No Child Left Behind? More Like "No Child's Behind Left"

CBS News is running a series on Bush's domestic policy. The so-called "Texas Miracle" was the underpinning for Bush's "No Child Left Behind" program, which was covered on "60 Minutes II." Steve Gilliard points out what many of us have known for years -- that "the program was filled with deception and fraudulent numbers designed to make Bush and his political allies look good. Instead of success, you had poor, underprivledged, immigrant kids forced out of the system to make the numbers improve."

A long-time friend of mine sent this message to me in e-mail yesterday. Her autistic son is a victim of Bush's wonderful program. She gave me permission to reprint her letter in its entirety on my blog. It speaks for itself.

A President Should be Able to Speak Proper English. BOOT HIM NOW!!!!

Dear Friend:

Help the Democratic Party win in 2004 by visiting my personal webpage on Democrats.org:


The Democratic Party and Special Needs kids need your help -- now.

George W. Bush is using the real patriotism of the American people to cloak and push a special-interest agenda that Americans do not support. No Child Left Behind? More like No Child's Behind Left.......

Because of NCLB, my 11 year old autistic son is forced to take the PSSA state testing. He is over a year behind grade level in reading, and taking these tests are pure TORTURE for him, much less DEGRADING, because there is no way he will pass.

Even more, our state gives out funding based on school performance, and all children are FORCED to take the PSSA testing. My son's performance on these tests inevitably brings the school score down, so we get less money from the state than other schools in richer areas. Combine that with NCLB....and you can totally understand why public education is going downhill.

Because of people who have no real appreciation for education, our schools don't get the funding for special ed they so desperately need. We are a rural district, we don't have a tax base save the residents, we can't afford the special education teachers that are needed more and more each year. The closest private school that could attend to his needs is an hour and a half away.

My son is basically being spit on by George Bush and his cronies. It totally disgusts me - this man was lucky enough to be born with a family who could afford a wonderful college like Yale, and he doesn't have any health or special education issues (well, not that we know about, LOL) - yet he pissed his education down the toilet and got lousy grades. My son will be lucky if he can ever GO to any college - but he has a chance if he gets the education he needs PRIOR to college. Without the special education resources being available to the school, however, he does not stand much of a chance. And the result will be that he will live off of all of you taxpayers, and not be able to be a contributing member of society.

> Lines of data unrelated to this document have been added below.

//! Conversions between the client's types and shakmaty's.

use kingside_core::{Color, Piece, PieceKind, PromotionPiece, Square};
use shakmaty::{File, Move, Rank, Role};

pub(crate) fn to_shakmaty(square: Square) -> shakmaty::Square {
    shakmaty::Square::from_coords(
        File::new(u32::from(square.file())),
        Rank::new(u32::from(square.rank())),
    )
}

/// Both sides print squares in algebraic notation.
pub(crate) fn from_shakmaty(square: shakmaty::Square) -> Option<Square> {
    square.to_string().parse().ok()
}

pub(crate) fn color(color: shakmaty::Color) -> Color {
    match color {
        shakmaty::Color::White => Color::White,
        shakmaty::Color::Black => Color::Black,
    }
}

pub(crate) fn piece(piece: shakmaty::Piece) -> Piece {
    let kind = match piece.role {
        Role::Pawn => PieceKind::Pawn,
        Role::Knight => PieceKind::Knight,
        Role::Bishop => PieceKind::Bishop,
        Role::Rook => PieceKind::Rook,
        Role::Queen => PieceKind::Queen,
        Role::King => PieceKind::King,
    };
    Piece::new(kind, color(piece.color))
}

pub(crate) fn role(piece: PromotionPiece) -> Role {
    match piece {
        PromotionPiece::Queen => Role::Queen,
        PromotionPiece::Rook => Role::Rook,
        PromotionPiece::Bishop => Role::Bishop,
        PromotionPiece::Knight => Role::Knight,
    }
}

/// Origin, destination and promotion role of a shakmaty move.
///
/// Castling is reported as the king's two-square step, not as king-takes-rook.
pub(crate) fn endpoints(mv: &Move) -> Option<(shakmaty::Square, shakmaty::Square, Option<Role>)> {
    match mv {
        Move::Normal { from, to, promotion, .. } => Some((*from, *to, *promotion)),
        Move::EnPassant { from, to } => Some((*from, *to, None)),
        Move::Castle { king, rook } => {
            let file = if rook.file() > king.file() { File::G } else { File::C };
            Some((*king, shakmaty::Square::from_coords(file, king.rank()), None))
        },
        _ => None,
    }
}
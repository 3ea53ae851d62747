//! Frame envelope.

use serde::{Deserialize, Serialize, de::DeserializeOwned};

use crate::{EventName, ProtoError};

/// What a frame carries.
#[derive(Debug, Clone, Copy, PartialEq, Eq, Serialize, Deserialize)]
pub enum FrameKind {
    /// Fire-and-forget event.
    Event(EventName),
    /// Request expecting one [`FrameKind::Reply`] with the same id.
    Request {
        /// Command name.
        name: EventName,
        /// Sender-local request id.
        request_id: u64,
    },
    /// Reply to an earlier request.
    Reply {
        /// Id of the request being answered.
        request_id: u64,
    },
}

/// A single message on the channel.
///
/// The body is the CBOR encoding of the payload type associated with the
/// event name (or [`crate::Ack`] for replies).
#[derive(Debug, Clone, PartialEq, Eq, Serialize, Deserialize)]
pub struct Frame {
    /// Routing information.
    pub kind: FrameKind,
    /// CBOR payload.
    pub body: Vec<u8>,
}

impl Frame {
    /// Build an event frame.
    pub fn event<T: Serialize>(name: EventName, payload: &T) -> Result<Self, ProtoError> {
        Ok(Self { kind: FrameKind::Event(name), body: to_cbor(payload)? })
    }

    /// Build a request frame.
    pub fn request<T: Serialize>(
        name: EventName,
        request_id: u64,
        payload: &T,
    ) -> Result<Self, ProtoError> {
        Ok(Self { kind: FrameKind::Request { name, request_id }, body: to_cbor(payload)? })
    }

    /// Build a reply frame.
    pub fn reply<T: Serialize>(request_id: u64, payload: &T) -> Result<Self, ProtoError> {
        Ok(Self { kind: FrameKind::Reply { request_id }, body: to_cbor(payload)? })
    }

    /// Event or command name, `None` for replies.
    pub fn name(&self) -> Option<EventName> {
        match self.kind {
            FrameKind::Event(name) | FrameKind::Request { name, .. } => Some(name),
            FrameKind::Reply { .. } => None,
        }
    }

    /// Decode the body as `T`.
    pub fn decode_body<T: DeserializeOwned>(&self) -> Result<T, ProtoError> {
        from_cbor(&self.body)
    }

    /// Serialize the whole frame, appending to `dst`.
    pub fn encode(&self, dst: &mut Vec<u8>) -> Result<(), ProtoError> {
        ciborium::ser::into_writer(self, dst).map_err(|e| ProtoError::Encode(e.to_string()))
    }

    /// Parse a frame produced by [`Frame::encode`].
    pub fn decode(bytes: &[u8]) -> Result<Self, ProtoError> {
        from_cbor(bytes)
    }
}

fn to_cbor<T: Serialize>(value: &T) -> Result<Vec<u8>, ProtoError> {
    let mut bytes = Vec::new();
    ciborium::ser::into_writer(value, &mut bytes).map_err(|e| ProtoError::Encode(e.to_string()))?;
    Ok(bytes)
}

fn from_cbor<T: DeserializeOwned>(bytes: &[u8]) -> Result<T, ProtoError> {
    ciborium::de::from_reader(bytes).map_err(|e| ProtoError::Decode(e.to_string()))
}
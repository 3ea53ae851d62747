//! Environment abstraction for deterministic testing.
//!
//! The `Environment` trait decouples client logic from system resources
//! (time, randomness). This enables:
//!
//! - Deterministic Simulation: the harness provides a virtual clock and a
//!   seeded RNG, so a failing interleaving replays exactly.
//!
//! - Production Runtime: a system implementation uses real time and OS
//!   entropy without any change to the client logic.
//!
//! # Invariants
//!
//! - Monotonicity: `env.now()` must never go backwards
//! - Determinism: Given the same seed, `random_bytes()` produces the same
//!   sequence
//! - Isolation: Implementations must not share global state

use std::time::Instant;

/// Abstract environment providing time and randomness.
pub trait Environment: Clone + Send + Sync + 'static {
    /// Returns the current time.
    ///
    /// # Invariants
    ///
    /// - Monotonicity: subsequent calls return times >= previous calls.
    fn now(&self) -> Instant;

    /// Fills the provided buffer with random bytes.
    ///
    /// Simulation implementations MUST derive these from a logged seed.
    fn random_bytes(&self, buffer: &mut [u8]);

    /// Generates a random `u64`.
    fn random_u64(&self) -> u64 {
        let mut bytes = [0u8; 8];
        self.random_bytes(&mut bytes);
        u64::from_be_bytes(bytes)
    }
}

GEE, THANKS GEORGE..... There's nothing more patriotic than joining the fight to kick George W. Bush out of the White House in 2004. Scumbag.

To do my part, I've joined ePatriots, the Democratic Party's grassroots fundraising effort. I'm raising as much money from friends as I can to help the Party with its organizing, message, and get-out-the-vote efforts.

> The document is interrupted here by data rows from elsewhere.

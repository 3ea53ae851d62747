//! Transient user notices.
//!
//! Notices are short messages ("opponent joined", "room not found") that the
//! caller shows for a while and then drops. A notice posted with an id is not
//! posted again while an earlier one with the same id is still live.

use std::time::{Duration, Instant};

/// Severity of a notice.
#[derive(Debug, Clone, Copy, PartialEq, Eq, Hash)]
pub enum NoticeKind {
    /// Something happened.
    Info,
    /// Something failed.
    Error,
}

/// One notice.
#[derive(Debug, Clone, PartialEq, Eq)]
pub struct Notice {
    /// Stable identifier for deduplication.
    pub id: Option<String>,
    /// Severity.
    pub kind: NoticeKind,
    /// Text shown to the user.
    pub message: String,
    /// When it was posted.
    pub posted_at: Instant,
}

/// Live notices and their expiry.
#[derive(Debug, Clone)]
pub struct NoticeBoard {
    ttl: Duration,
    live: Vec<Notice>,
}

impl NoticeBoard {
    /// Empty board whose notices live for `ttl`.
    pub fn new(ttl: Duration) -> Self {
        Self { ttl, live: Vec::new() }
    }

    /// Post a notice. Returns `None` if a live notice already has this id.
    pub fn post(
        &mut self,
        id: Option<&str>,
        kind: NoticeKind,
        message: impl Into<String>,
        now: Instant,
    ) -> Option<Notice> {
        if let Some(id) = id
            && self.live.iter().any(|n| n.id.as_deref() == Some(id))
        {
            tracing::debug!(id, "duplicate notice suppressed");
            return None;
        }

        let notice = Notice { id: id.map(str::to_owned), kind, message: message.into(), posted_at: now };
        self.live.push(notice.clone());
        Some(notice)
    }

    /// Drop and return notices older than the ttl.
    pub fn expire(&mut self, now: Instant) -> Vec<Notice> {
        let ttl = self.ttl;
        let (expired, live) = std::mem::take(&mut self.live)
            .into_iter()
            .partition(|n| now.saturating_duration_since(n.posted_at) >= ttl);
        self.live = live;
        expired
    }

    /// Notices currently shown.
    pub fn live(&self) -> &[Notice] {
        &self.live
    }
}
//! Client configuration.

use std::time::Duration;

use kingside_core::Square;

/// Default edge length of one square in pixels.
pub const DEFAULT_SQUARE_SIZE: f32 = 64.0;

/// Default lifetime of a notice.
pub const DEFAULT_NOTICE_TTL: Duration = Duration::from_secs(3);

/// Board size and orientation as drawn by the caller.
///
/// The board covers `8 * square_size` pixels in both axes with the origin at
/// the top-left corner. Unflipped, a8 is top-left; flipped, h1 is.
#[derive(Debug, Clone, Copy, PartialEq)]
pub struct BoardGeometry {
    /// Edge length of one square in pixels.
    pub square_size: f32,
    /// Board drawn from black's side.
    pub flipped: bool,
}

impl BoardGeometry {
    /// Edge length of the whole board.
    pub fn board_size(&self) -> f32 {
        self.square_size * 8.0
    }

    /// Clamp a pointer position to the board.
    pub fn clamp(&self, x: f32, y: f32) -> (f32, f32) {
        let size = self.board_size();
        (x.clamp(0.0, size), y.clamp(0.0, size))
    }

    /// Square under a pixel position, `None` off the board.
    pub fn square_at(&self, x: f32, y: f32) -> Option<Square> {
        if !(x.is_finite() && y.is_finite()) || self.square_size <= 0.0 {
            return None;
        }
        let size = self.board_size();
        if x < 0.0 || y < 0.0 || x > size || y > size {
            return None;
        }
        // The far edge belongs to the last square.
        let col = cell(x / self.square_size);
        let row = cell(y / self.square_size);

        if self.flipped { Square::new(7 - col, row) } else { Square::new(col, 7 - row) }
    }

    /// Top-left pixel of `square`.
    pub fn origin_of(&self, square: Square) -> (f32, f32) {
        let (col, row) = if self.flipped {
            (7 - square.file(), square.rank())
        } else {
            (square.file(), 7 - square.rank())
        };
        (f32::from(col) * self.square_size, f32::from(row) * self.square_size)
    }

    /// Centre pixel of `square`.
    pub fn centre_of(&self, square: Square) -> (f32, f32) {
        let (x, y) = self.origin_of(square);
        let half = self.square_size / 2.0;
        (x + half, y + half)
    }
}

#[allow(clippy::cast_possible_truncation, clippy::cast_sign_loss)]
fn cell(scaled: f32) -> u8 {
    scaled.floor().clamp(0.0, 7.0) as u8
}

impl Default for BoardGeometry {
    fn default() -> Self {
        Self { square_size: DEFAULT_SQUARE_SIZE, flipped: false }
    }
}

/// Client configuration.
#[derive(Debug, Clone, PartialEq)]
pub struct ClientConfig {
    /// How the board is drawn.
    pub geometry: BoardGeometry,

    /// How long a notice stays up.
    ///
    /// Default: 3 seconds
    pub notice_ttl: Duration,

    /// Starting position in FEN, standard initial position if `None`.
    ///
    /// Read by whoever builds the oracle; the client never parses it.
    pub initial_fen: Option<String>,
}

impl Default for ClientConfig {
    fn default() -> Self {
        Self { geometry: BoardGeometry::default(), notice_ttl: DEFAULT_NOTICE_TTL, initial_fen: None }
    }
}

But we need your help. Bush will have $250 million in the bank for his re-election effort. Please give as much as you can by clicking on the secure link below. I'll even get credit for raising it if you give! Thanks!!!

And go check out www.deanforamerica.com!

To help, go to:


Thank you,

Lynn Thomas

Posted on January 10, 2004 at 12:22 PM | Permalink


Just about everything in that Houston education miracle was phony. Even the low crime stats for the school campuses have been shown to deliberately understate serious crime by 75% in violation of state and federal laws.

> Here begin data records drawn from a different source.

//! [`Oracle`] implementation over `shakmaty::Chess`.

use kingside_core::{
    BoardSnapshot, Color, LegalMove, Move, Oracle, OracleError, Square, board::PADDED_CELLS,
};
use shakmaty::{CastlingMode, Chess, Position, fen::Fen};

use crate::{
    convert::{self, endpoints, from_shakmaty, to_shakmaty},
    repetition::RepetitionTable,
};

/// Occurrences of one position that make a threefold repetition.
const REPETITION_LIMIT: u8 = 3;

/// Standard chess through `shakmaty`.
///
/// Remembers the position it was created with; [`Oracle::reset`] returns
/// there and forgets the move history.
#[derive(Debug, Clone)]
pub struct ShakmatyOracle {
    initial: Chess,
    position: Chess,
    repetitions: RepetitionTable,
}

impl ShakmatyOracle {
    /// Oracle at the standard initial position.
    pub fn new() -> Self {
        Self::starting_at(Chess::default())
    }

    /// Oracle at the position described by `fen`.
    ///
    /// # Errors
    ///
    /// [`OracleError::InvalidPosition`] if `fen` does not parse or describes
    /// an illegal setup.
    pub fn from_fen(fen: &str) -> Result<Self, OracleError> {
        let parsed: Fen =
            fen.parse().map_err(|e| OracleError::InvalidPosition { reason: format!("{e}") })?;
        let position = parsed
            .into_position::<Chess>(CastlingMode::Standard)
            .map_err(|e| OracleError::InvalidPosition { reason: e.to_string() })?;
        Ok(Self::starting_at(position))
    }

    fn starting_at(position: Chess) -> Self {
        let mut repetitions = RepetitionTable::default();
        repetitions.record(&position);
        Self { initial: position.clone(), position, repetitions }
    }
}

impl Default for ShakmatyOracle {
    fn default() -> Self {
        Self::new()
    }
}

impl Oracle for ShakmatyOracle {
    fn legal_moves(&self, from: Square) -> Vec<LegalMove> {
        let origin = to_shakmaty(from);
        let mut moves: Vec<LegalMove> = Vec::new();

        for (_, to, promotion) in
            self.position.legal_moves().iter().filter_map(endpoints).filter(|(f, ..)| *f == origin)
        {
            let Some(to) = from_shakmaty(to) else { continue };
            // One entry per destination; the piece is picked afterwards.
            if moves.iter().any(|m| m.to == to) {
                continue;
            }
            moves.push(LegalMove { from, to, promotion_required: promotion.is_some() });
        }
        moves
    }

    fn apply(&mut self, mv: &Move) -> Result<(), OracleError> {
        let mover = self.side_to_move();
        if mv.promotion.is_some_and(|p| p.color != mover) {
            tracing::warn!(%mv, %mover, "promotion encoded for the wrong color");
            return Err(OracleError::IllegalMove { mv: *mv });
        }

        let wanted =
            (to_shakmaty(mv.from), to_shakmaty(mv.to), mv.promotion.map(|p| convert::role(p.piece)));
        let legal = self.position.legal_moves().iter().find(|m| endpoints(m) == Some(wanted)).cloned();
        let Some(legal) = legal else {
            tracing::debug!(%mv, "move not in legal set");
            return Err(OracleError::IllegalMove { mv: *mv });
        };

        self.position.play_unchecked(legal);
        self.repetitions.record(&self.position);
        Ok(())
    }

    fn side_to_move(&self) -> Color {
        convert::color(self.position.turn())
    }

    fn is_checkmate(&self) -> bool {
        self.position.is_checkmate()
    }

    fn is_stalemate(&self) -> bool {
        self.position.is_stalemate()
    }

    fn is_insufficient_material(&self) -> bool {
        self.position.is_insufficient_material()
    }

    fn is_threefold_repetition(&self) -> bool {
        self.repetitions.occurrences(&self.position) >= REPETITION_LIMIT
    }

    fn snapshot(&self) -> BoardSnapshot {
        let board = self.position.board();
        let mut cells = [None; PADDED_CELLS];
        for square in (0..64).filter_map(Square::from_index) {
            cells[square.to_0x88()] = board.piece_at(to_shakmaty(square)).map(convert::piece);
        }
        BoardSnapshot::from_cells(cells, self.side_to_move())
    }

    fn reset(&mut self) {
        self.position = self.initial.clone();
        self.repetitions.clear();
        self.repetitions.record(&self.position);
    }
}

The city of Hartford, CT also found out the hard way about the school security stats. They hired the chief of Houston Public Schools security for police chief, and he was given the boot pretty quickly, as the crime rate was up, residents didn't trust the police, and the street officers had little or no respect for him and his style of management.

I'm also involved in some school betterment projects and No Child Left Behind has a lot of problems, and causes problems.

Posted by: at Jan 11, 2004 1:12:27 AM

I am also a teacher. I have talked to SO many teachers, administrators, and what it does is tie the hands of the teachers even more. My son scored a 50% on one and a 30% on another PSSA prep test, and they want to count it toward his grade because they "spent a lot of class time on it". BS. This is bogus. Actually, since the work was a year and a half over his head, 50% is pretty good, IMO....

The richest districts in our area are even failing NCLB. These are the schools where the majority of the kids get over 1200s in their SATs and 90% or more go on to college. One of the things about the NCLB is that 95% of the students in a given school must take the testing. If you have 6% of your students overall who are special ed kids who CAN'T take the test, you're screwed right off the bat. And in PA, parents used to be able to opt their children out, now you can't do that. And the adapted test is not for your learning disabled child, but for the cognitively disabled child; NCLB says that only the "most significant cognitive disabilities" are to be allowed to do alternate testing. Well, my son is a year and a half behind in reading and language due to his autism. But that's not a "significant cognitive disability"!!!

Here is one of the examples the state gives from their brochure (for determining whether they can take the adapted test): "Pedro is an eighth grade student. He has has a great deal of difficulty learning hjow to read; he presently reads on a fourth grade level. He receives specialized reading instruction in the resource room from the special education teacher. Pedro also has difficulty in math, most notably on word problems. He receives specialized instructional support for this need as well." Their response: He cannot take the adapted test because he participates fully in the general education curriculum. WTF sense does that make?????????????????? The kid can't even speak English and they're forcing him to take a test four years above his reading level IN ENGLISH???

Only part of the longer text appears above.